Boost logo

Ublas :

Subject: Re: [ublas] Status of development /Benchmarks
From: Karl Rupp (rupp_at_[hidden])
Date: 2013-12-09 11:08:45

Hi Nasos,

> I am not so sure the requirements for smal /large containers are so
> diverse. After all you can have compile-time dispatching for small
> (static) or large (dynamic) containers if you want to use different
> algorithms for each or for mixed cases. Can you please elaborate if I am
> not getting it right?

Sure, here's one example: Consider
  y = prod(A, x);
  alpha = inner_prod(x, y);
with sparse matrix A. This is fairly common in iterative solvers (e.g.
conjugate gradients).
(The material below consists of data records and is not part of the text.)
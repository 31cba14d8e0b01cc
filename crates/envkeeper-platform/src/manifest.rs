//! Installation manifest
//!
//! The manifest records the content digest of every file extracted from a
//! platform archive. It lives inside the installed root:
//!
//! ```json
//! {
//!   "files": {
//!     "bin/platform": "9f86d081884c7d659a2feaa0c55ad015a3bf4f1b2b0b822cd15d6c15b0f00a08",
//!     "config/default.json": "e3b0c44298fc1c149afbf4c8996fb92427ae41e4649b934ca495991b7852b855"
//!   }
//! }
//! ```
//!
//! It is written last, through a temporary file that is renamed into place,
//! so a tree without a manifest was never completely installed.

use crate::error::{Error, Result};
use envkeeper_core::hashing;
use serde::{Deserialize, Serialize};
use std::collections::BTreeMap;
use std::fs;
use std::io::{self, Read, Write};
use std::path::{Path, PathBuf};
use tempfile::NamedTempFile;
use tracing::debug;

/// Name of the manifest file inside the installed root
pub const MANIFEST_FILENAME: &str = ".envkeeper-manifest.json";

/// Ledger of installed files and their digests
#[derive(Debug, Clone, Default, PartialEq, Eq, Serialize, Deserialize)]
pub struct InstallationManifest {
    /// Slash-normalized relative path -> hex digest
    #[serde(default)]
    pub files: BTreeMap<String, String>,
}

impl InstallationManifest {
    /// Create an empty manifest
    pub fn new() -> Self {
        Self::default()
    }

    /// Build a manifest from `(path, stream)` pairs, consuming each stream once
    pub fn build<I, P, R>(entries: I) -> io::Result<Self>
    where
        I: IntoIterator<Item = (P, R)>,
        P: AsRef<str>,
        R: Read,
    {
        let mut manifest = Self::new();
        for (path, reader) in entries {
            manifest.record(path.as_ref(), reader)?;
        }
        Ok(manifest)
    }

    /// Digest a stream and record it under `path`
    ///
    /// Directory markers are ignored. Returns whether an entry was recorded.
    pub fn record<R: Read>(&mut self, path: &str, reader: R) -> io::Result<bool> {
        let Some(normalized) = normalize_entry_path(path) else {
            return Ok(false);
        };
        let digest = hashing::digest_reader(reader)?;
        self.files.insert(normalized, digest);
        Ok(true)
    }

    /// Record an already computed digest
    pub fn insert_digest(&mut self, path: &str, digest: impl Into<String>) -> bool {
        match normalize_entry_path(path) {
            Some(normalized) => {
                self.files.insert(normalized, digest.into());
                true
            }
            None => false,
        }
    }

    /// Recorded digest for a path
    pub fn digest(&self, path: &str) -> Option<&str> {
        self.files.get(path).map(String::as_str)
    }

    /// Number of recorded files
    pub fn len(&self) -> usize {
        self.files.len()
    }

    /// Whether no files are recorded
    pub fn is_empty(&self) -> bool {
        self.files.is_empty()
    }

    /// Iterate `(path, digest)` pairs in path order
    pub fn iter(&self) -> impl Iterator<Item = (&str, &str)> {
        self.files.iter().map(|(p, d)| (p.as_str(), d.as_str()))
    }

    /// Location of the manifest inside `root`
    pub fn path_in(root: &Path) -> PathBuf {
        root.join(MANIFEST_FILENAME)
    }

    /// Atomically write the manifest into `root`
    pub fn save(&self, root: &Path) -> Result<PathBuf> {
        let path = Self::path_in(root);
        let content = serde_json::to_string_pretty(self)?;

        let mut temp = NamedTempFile::new_in(root)?;
        temp.write_all(content.as_bytes())?;
        temp.write_all(b"\n")?;
        temp.as_file().sync_all()?;
        temp.persist(&path).map_err(|e| Error::Io(e.error))?;

        debug!("Saved manifest with {} files to {:?}", self.len(), path);
        Ok(path)
    }

    /// Load the manifest from `root`
    ///
    /// `None` means no manifest exists: never installed, or installed by a
    /// tool that did not write one.
    pub fn load(root: &Path) -> Result<Option<Self>> {
        let path = Self::path_in(root);
        let content = match fs::read_to_string(&path) {
            Ok(content) => content,
            Err(e) if e.kind() == io::ErrorKind::NotFound => return Ok(None),
            Err(e) => return Err(e.into()),
        };

        let manifest: Self =
            serde_json::from_str(&content).map_err(|source| Error::CorruptManifest {
                path: path.display().to_string(),
                source,
            })?;
        debug!("Loaded manifest with {} files", manifest.len());
        Ok(Some(manifest))
    }

    /// Delete the manifest from `root`, returning whether it existed
    pub fn delete(root: &Path) -> Result<bool> {
        match fs::remove_file(Self::path_in(root)) {
            Ok(()) => Ok(true),
            Err(e) if e.kind() == io::ErrorKind::NotFound => Ok(false),
            Err(e) => Err(e.into()),
        }
    }
}

/// Normalize an archive entry path to forward slashes
///
/// Returns `None` for directory markers (trailing separator) and empty paths.
pub fn normalize_entry_path(path: &str) -> Option<String> {
    if path.is_empty() || path.ends_with('/') || path.ends_with('\\') {
        return None;
    }

    let normalized = path.replace('\\', "/");
    let normalized = normalized.trim_start_matches("./");
    if normalized.is_empty() {
        None
    } else {
        Some(normalized.to_string())
    }
}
With a 'standard' expression template execution,
you'll load x and y twice from memory, which can be a substantial
overhead if A is very sparse (say, a 2D finite difference stencil).
However, the operation can also be carried out as follows:
  alpha = 0;
  for (rows i) {
   y[i] = 0;
   for (cols j)
     y[i] += A(i,j) * x[j];
   alpha += y[i] * x[i];
This way, y[i] is only loaded to cache once, and x[i] has been loaded to
cache in the loop over j if A(i,i) is nonzero.

In a massively parallel setting this fusion results in one global
synchronization (kernel launch, message passing, etc.) instead of two
for each of the operations.

Best regards,